Q: When is a work of science fiction not science fiction?
A: When it's published by a respected literary novelist.
In recent years there have been a number of notable literary authors who have taken up themes usually confined to the realm of science fiction. Some authors, such as Margaret Atwood, have crossed this divide several times (most recently in the dystopian, apocalyptic novel Oryx and Crake). Others have explored traditionally science fictional themes in single novels. These have included (less successfully, to my mind) Kazuo Ishiguro's Never Let Me Go and (more successfully) David Mitchell's Cloud Atlas. Now comes Cormac McCarthy's Pulitzer Prize-winning novel, The Road.
The novel follows a man and his young son as they travel across the wasted remains of the southern United States of America. An unspecified catastrophe has destroyed civilisation, killed much of humanity and appears to have mortality wounded the Earth. The resulting cooling climate forces the novel's characters to travel southwards along "the road" to reach a warmer, more equable clime. As they travel they only occasionally encounter other humans, but as the novel gradually makes clear, humanity has largely turned predatory and cannibalistic as food supplies have dwindled and order has completely failed.
The novel succeeds brilliantly in infusing a continual sense of dread into the proceedings it describes. Even when nothing happens to the protagonists, their fear is palpable. As is their complete denial of the future. Although travelling southwards to reach a warmer climate, they are only living for today. They recognise that each meal might be their last, and that the next bend in the road may conceal enemies who will kill them - if they are lucky.
Narratively, the novel sees the father and his son navigating a number of hurdles along the road. Some involve mistrustful or deadly interactions with other survivors, while others deal with the lengths to which they must go to find food and shelter. Their meetings with other survivors are counterpointed between the father's extreme distrust and the son's desire to help the unfortunates they meet. McCarthy succeeds particularly well in these sections, making the reader experience first one, then the other, and then both viewpoints.

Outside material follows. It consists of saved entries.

//! Ordinal backfill for retrofitted serial-number columns.

use postgres::Client;

use crate::core::{Phase, SchemaStep, StepOutcome};
use crate::error::Error;
use crate::inspect::SchemaInspector;

/// Assigns dense sequence ordinals to rows that predate the ordinal column.
///
/// Rows with a NULL ordinal receive consecutive values in creation order
/// (oldest first, key as tiebreaker), continuing from the current maximum.
/// The backing sequence is then advanced past the high-water mark so new
/// rows never collide with backfilled ones.
///
/// The step is satisfied when there is nothing to number: the table or the
/// ordinal column does not exist yet, or no row has a NULL ordinal. This is
/// an existence decision, not a suppressed error.
pub struct SequenceBackfill {
    table: String,
    ordinal_column: String,
    sequence: String,
    key_column: String,
    created_column: String,
}

impl SequenceBackfill {
    pub fn new(
        table: impl Into<String>,
        ordinal_column: impl Into<String>,
        sequence: impl Into<String>,
    ) -> Self {
        Self {
            table: table.into(),
            ordinal_column: ordinal_column.into(),
            sequence: sequence.into(),
            key_column: "id".to_string(),
            created_column: "created_at".to_string(),
        }
    }

    /// Override the primary-key column used as the creation-order tiebreaker.
    pub fn key_column(mut self, column: impl Into<String>) -> Self {
        self.key_column = column.into();
        self
    }

    /// Override the timestamp column that defines creation order.
    pub fn created_column(mut self, column: impl Into<String>) -> Self {
        self.created_column = column.into();
        self
    }
}

impl SchemaStep for SequenceBackfill {
    fn name(&self) -> String {
        format!("backfill {}.{}", self.table, self.ordinal_column)
    }

    fn phase(&self) -> Phase {
        Phase::Backfill
    }

    fn is_satisfied(&self, inspector: &mut SchemaInspector<'_>) -> Result<bool, Error> {
        Ok(!inspector.column_has_nulls(&self.table, &self.ordinal_column)?)
    }

    fn apply(&self, client: &mut Client) -> Result<StepOutcome, Error> {
        let start = SchemaInspector::new(&mut *client)
            .max_bigint(&self.table, &self.ordinal_column)?
            .unwrap_or(0);

        // Single statement: row_number() over creation order produces dense
        // ordinals, offset by the existing maximum.
        let assigned = client.execute(
            &format!(
                "WITH missing AS (
                     SELECT {key},
                            row_number() OVER (ORDER BY {created} ASC, {key} ASC) AS rn
                     FROM {table}
                     WHERE {ordinal} IS NULL
                 )
                 UPDATE {table}
                 SET {ordinal} = missing.rn + $1
                 FROM missing
                 WHERE {table}.{key} = missing.{key}",
                table = self.table,
                ordinal = self.ordinal_column,
                key = self.key_column,
                created = self.created_column,
            ),
            &[&start],
        )?;

        if assigned > 0 {
            // setval takes a regclass, so the name goes into the statement
            // text rather than a parameter.
            client.execute(
                &format!(
                    "SELECT setval('{}', {}, true)",
                    self.sequence,
                    start + assigned as i64
                ),
                &[],
            )?;
        }

        Ok(StepOutcome::Applied)
    }
}

#[cfg(test)]
mod tests {
    use super::*;
    use crate::test_support::fresh_client;

    fn run_step(client: &mut Client, step: &dyn SchemaStep) -> StepOutcome {
        let satisfied = step
            .is_satisfied(&mut SchemaInspector::new(client))
            .unwrap();
        if satisfied {
            StepOutcome::AlreadyPresent
        } else {
            step.apply(client).unwrap()
        }
    }

    fn setup(client: &mut Client) {
        client
            .batch_execute(
                "CREATE SEQUENCE member_sn_seq START 1;
                 CREATE TABLE members (
                     id BIGINT PRIMARY KEY,
                     sn BIGINT,
                     created_at TIMESTAMP NOT NULL
                 )",
            )
            .unwrap();
    }

    #[test]
    fn assigns_dense_ordinals_in_creation_order() {
        let mut client = fresh_client();
        setup(&mut client);
        client
            .batch_execute(
                "INSERT INTO members (id, sn, created_at) VALUES
                     (30, NULL, '2024-03-01'),
                     (10, NULL, '2024-01-01'),
                     (20, NULL, '2024-02-01')",
            )
            .unwrap();

        let step = SequenceBackfill::new("members", "sn", "member_sn_seq");
        assert_eq!(run_step(&mut client, &step), StepOutcome::Applied);

        let rows = client
            .query("SELECT id, sn FROM members ORDER BY sn", &[])
            .unwrap();
        let pairs: Vec<(i64, i64)> = rows.iter().map(|r| (r.get(0), r.get(1))).collect();
        assert_eq!(pairs, vec![(10, 1), (20, 2), (30, 3)]);

        // The sequence continues past the backfilled high-water mark.
        let next: i64 = client
            .query_one("SELECT nextval('member_sn_seq')", &[])
            .unwrap()
            .get(0);
        assert_eq!(next, 4);
    }

    #[test]
    fn continues_from_existing_maximum() {
        let mut client = fresh_client();
        setup(&mut client);
        client
            .batch_execute(
                "INSERT INTO members (id, sn, created_at) VALUES
                     (1, 41, '2024-01-01'),
                     (2, NULL, '2024-02-01'),
                     (3, NULL, '2024-03-01')",
            )
            .unwrap();

        let step = SequenceBackfill::new("members", "sn", "member_sn_seq");
        assert_eq!(run_step(&mut client, &step), StepOutcome::Applied);

        let rows = client
            .query("SELECT id, sn FROM members ORDER BY id", &[])
            .unwrap();
        let pairs: Vec<(i64, i64)> = rows.iter().map(|r| (r.get(0), r.get(1))).collect();
        assert_eq!(pairs, vec![(1, 41), (2, 42), (3, 43)]);
    }

    #[test]
    fn satisfied_when_nothing_to_number() {
        let mut client = fresh_client();
        let step = SequenceBackfill::new("members", "sn", "member_sn_seq");

        // Table absent entirely.
        assert_eq!(run_step(&mut client, &step), StepOutcome::AlreadyPresent);

        // Table present, empty.
        setup(&mut client);
        assert_eq!(run_step(&mut client, &step), StepOutcome::AlreadyPresent);

        // All rows already numbered.
        client
            .execute(
                "INSERT INTO members (id, sn, created_at) VALUES (1, 1, '2024-01-01')",
                &[],
            )
            .unwrap();
        assert_eq!(run_step(&mut client, &step), StepOutcome::AlreadyPresent);
    }

    #[test]
    fn rerun_is_a_no_op() {
        let mut client = fresh_client();
        setup(&mut client);
        client
            .execute(
                "INSERT INTO members (id, sn, created_at) VALUES (1, NULL, '2024-01-01')",
                &[],
            )
            .unwrap();

        let step = SequenceBackfill::new("members", "sn", "member_sn_seq");
        assert_eq!(run_step(&mut client, &step), StepOutcome::Applied);
        assert_eq!(run_step(&mut client, &step), StepOutcome::AlreadyPresent);

        let sn: i64 = client
            .query_one("SELECT sn FROM members WHERE id = 1", &[])
            .unwrap()
            .get(0);
        assert_eq!(sn, 1);
    }
}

The novel has a number of small touches that suffuse it powerfully. One is the gun that the father and son keep with them. Although they use it once in self-defence (and rob themselves of a crucial second bullet), this is not why they treasure it - instead, it's because the gun affords them the chance to kill themselves should they run afoul of some of the more savage survivors. Another touch is the sparing description of the world around them, which serves to allow the reader to conjure a perfectly bleak world in their own imagination. Leaving the cause of the disaster unstated plays a similar role [*].
In summary, The Road is a first-rate literary exploration of the post-apocalyptic world. Compared to conventional science fictional interpretations of this, for example The Postman, the writing skill employed by McCarthy is clearly of a different, higher, order of magnitude. He presents a haunting vision of a despoiled Earth, bereft of any civilising qualities and with a diminishing, doomed future. What hope there is is doled out, in meagre, sparing quantities, much like food in the novel. The creation of such an evocative, if fear-filled, future is something that conventional science fiction only occasionally attains. And if writing such a novel requires that it be re-labelled as fiction, or speculative fiction, then so be it. Much as I like (indeed, love) conventional science fiction, it's always interesting to see what a literary novelist can make of it.
[*] Wearing my scientist hat, judging from the description of a seemingly dying world, the disaster most closely resembles a nuclear winter. With constant references to the cold, it certainly doesn't appear to represent our greenhouse future, although it's possible that a natural disaster like an impact event could cause similar damage. In fact, the lack of reference to any radioactive hazards is suggestive of this, although periodically the damage described does hint at some selectively violent event. Reading between the lines, the near-total loss of faith in human qualities is strongly suggestive that, whatever the disaster was, it was self-inflicted. As an aside, nothing in the novel prevents it from being an alternative past - if it does represent the future, it's a close one.